On s'est réjoui trop vite de voir disparaître les soldats de caves, capables de rester cachés pendant des mois parmi les bouteilles et les landaus abandonnés, se nourrissant de patates crues et de housses de voitures déballées.
Certes, leur puanteur extrême lorsqu'ils montaient prendre une douche, le risque permanent pour les familles de voir leur bonne violée, engrossée voire kidnappée, les chansons paillardes qui résonnaient à travers les tuyauteries, les excréments accumulés devant la porte, tout ceci a disparu, mais !
Fallait-il les remplacer par ces rats chanteurs, bruyants et à reproduction rapide ? A-t'on gagné entre les poils et les armures du reître de cave, et les queues et chansons des rats veilleurs ? On nous dit qu'ils coûtent moins cher à la collectivité, que leurs pensions sont moindres.
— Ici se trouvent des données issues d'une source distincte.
//! Splitting normalized locations into path segments.

use super::{VfsError, VfsResult};

/// Default segment separator.
pub const DEFAULT_SEPARATOR: &str = "/";

/// Turns a normalized location into the segment vector a tree walks.
///
/// No validation happens here: empty segments, `.` and `..` are passed
/// through untouched. Normalization belongs to the facade.
#[derive(Debug, Clone, PartialEq, Eq)]
pub struct PathVector {
    separator: String,
}

impl Default for PathVector {
    fn default() -> Self {
        Self::new(DEFAULT_SEPARATOR)
    }
}

impl PathVector {
    /// Create a path vector splitting on `separator`.
    pub fn new(separator: impl Into<String>) -> Self {
        Self {
            separator: separator.into(),
        }
    }

    /// The configured separator.
    pub fn separator(&self) -> &str {
        &self.separator
    }

    /// Split `location` into its segments. The empty location is the root and
    /// yields no segments.
    pub fn segments<'a>(&self, location: &'a str) -> Vec<&'a str> {
        if location.is_empty() {
            return Vec::new();
        }
        location.split(self.separator.as_str()).collect()
    }

    /// Split `location` into (owner directory segments, leaf name).
    pub fn split_leaf<'a>(&self, location: &'a str) -> VfsResult<(Vec<&'a str>, &'a str)> {
        let mut segments = self.segments(location);
        let leaf = segments
            .pop()
            .ok_or_else(|| VfsError::invalid_path(location))?;
        Ok((segments, leaf))
    }

    /// Build the full path of `name` inside `prefix`.
    pub fn join(&self, prefix: &str, name: &str) -> String {
        if prefix.is_empty() {
            name.to_string()
        } else {
            format!("{}{}{}", prefix, self.separator, name)
        }
    }
}

#[cfg(test)]
mod tests {
    use super::*;

    #[test]
    fn test_segments() {
        let pv = PathVector::default();
        assert_eq!(pv.segments("a/b/c.txt"), vec!["a", "b", "c.txt"]);
        assert_eq!(pv.segments("file"), vec!["file"]);
        assert!(pv.segments("").is_empty());
    }

    #[test]
    fn test_segments_not_validated() {
        let pv = PathVector::default();
        assert_eq!(pv.segments("a//b"), vec!["a", "", "b"]);
        assert_eq!(pv.segments("./a/.."), vec![".", "a", ".."]);
    }

    #[test]
    fn test_split_leaf() {
        let pv = PathVector::default();
        let (owner, leaf) = pv.split_leaf("a/b/c.txt").unwrap();
        assert_eq!(owner, vec!["a", "b"]);
        assert_eq!(leaf, "c.txt");

        let (owner, leaf) = pv.split_leaf("top.txt").unwrap();
        assert!(owner.is_empty());
        assert_eq!(leaf, "top.txt");
    }

    #[test]
    fn test_split_leaf_empty_fails() {
        let pv = PathVector::default();
        assert!(matches!(pv.split_leaf(""), Err(VfsError::InvalidPath(_))));
    }

    #[test]
    fn test_custom_separator() {
        let pv = PathVector::new("::");
        assert_eq!(pv.segments("a::b"), vec!["a", "b"]);
        assert_eq!(pv.join("a", "b"), "a::b");
        assert_eq!(pv.join("", "b"), "b");
    }
}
Mais je ferais remarquer
1° Qu'ils se reproduisent vite, donc c'est une armée de chômeurs qui se prépare,
2° que leurs chants inextinguibles puisqu'ils chantent en permanence, en courant, en mangeant, et même en dormant, leurs chants sont d'une stridence telle qu'on ne peut que fuir, oui fuir. Fallait-il, du reste, qu'ils soient injectés de force dans les caves, (même si celles-ci sont vides), et qu'ils se nourrissent tout d'abord des reîtres ?
Et maintenant que ces derniers ont soit disparu soit ont pris le maquis, que va-t'il se passer ? Les rats veilleurs, sans aucun doute, monteront par les tuyaux, les gouttières, les boiseries, les plinthes, les fenêtres disjointes, et dévoreront la maisonnée, en commençant par le chat, puis les bébés, et en finissant par recracher avec un petit bruit satisfait les os des pieds de grand-mère. Alors, ceci est un tout dernier appel à la raison : gardez vos reîtres, et chassez vos rats veilleurs, ils ne vont vous attirer que des ennuis.


Les rasoirs de Mademoiselle Dujambe.

   Elle qui n'aime pas s'épiler, Melle Dujambe, là voilà aux prises avec un rasoir spécial : le rasoir sélecteur de poils. En effet, Roger (c'est son nom) ne coupe pas tout. Par exemple les petits duvets doux, il rechigne : pas son style, prétend-il. Il aime la lutte, l'effroi du grand pilos qui se tortille pour l'éviter. Et puis les blondes c'est pas son truc. Ca n'a jamais été son truc.
    Alors, Melle Dujambe qu'a des poils plein les pattes, elle est sérieusement mal tombée : blonde, avec des petits poils menus, brillants à la lumière, mais rien comme des grosses lianes noires qui exciterait Roger, ça non. La voilà donc qui passe et repasse Roger sur ses tibias. Et passe, et repasse. Mais rien n'y fait, vraiment rien.
   "Aaaaah mais c'est une brique, ce rasoir".
    Et elle le jette rageusement. Elle farfouille dans le paquet (un paquet de 5, ça va, elle a de a marge), et se saisit d'Antoine, un grand timide, un peu cœur d'artichaud. Et là c'est l'amour. Elle ne lui confie plus seulement les parties visibles, mais les invisibles, les intimes.
      Oui oui.
    Avec douceur, avec amour, Antoine module son tracé, sa force (quel lion, quel agneau !) Et jamais ne la coupe, Melle Dujambe.
   Jusqu'au jour malheureux ou Tony, le brun Tony qui est venu dormir à la maison, le matin s'empare d'Antoine et horreur, le plaque sur son papier de verre qui lui tient lieu de joue, et c'est la mort d'Antoine.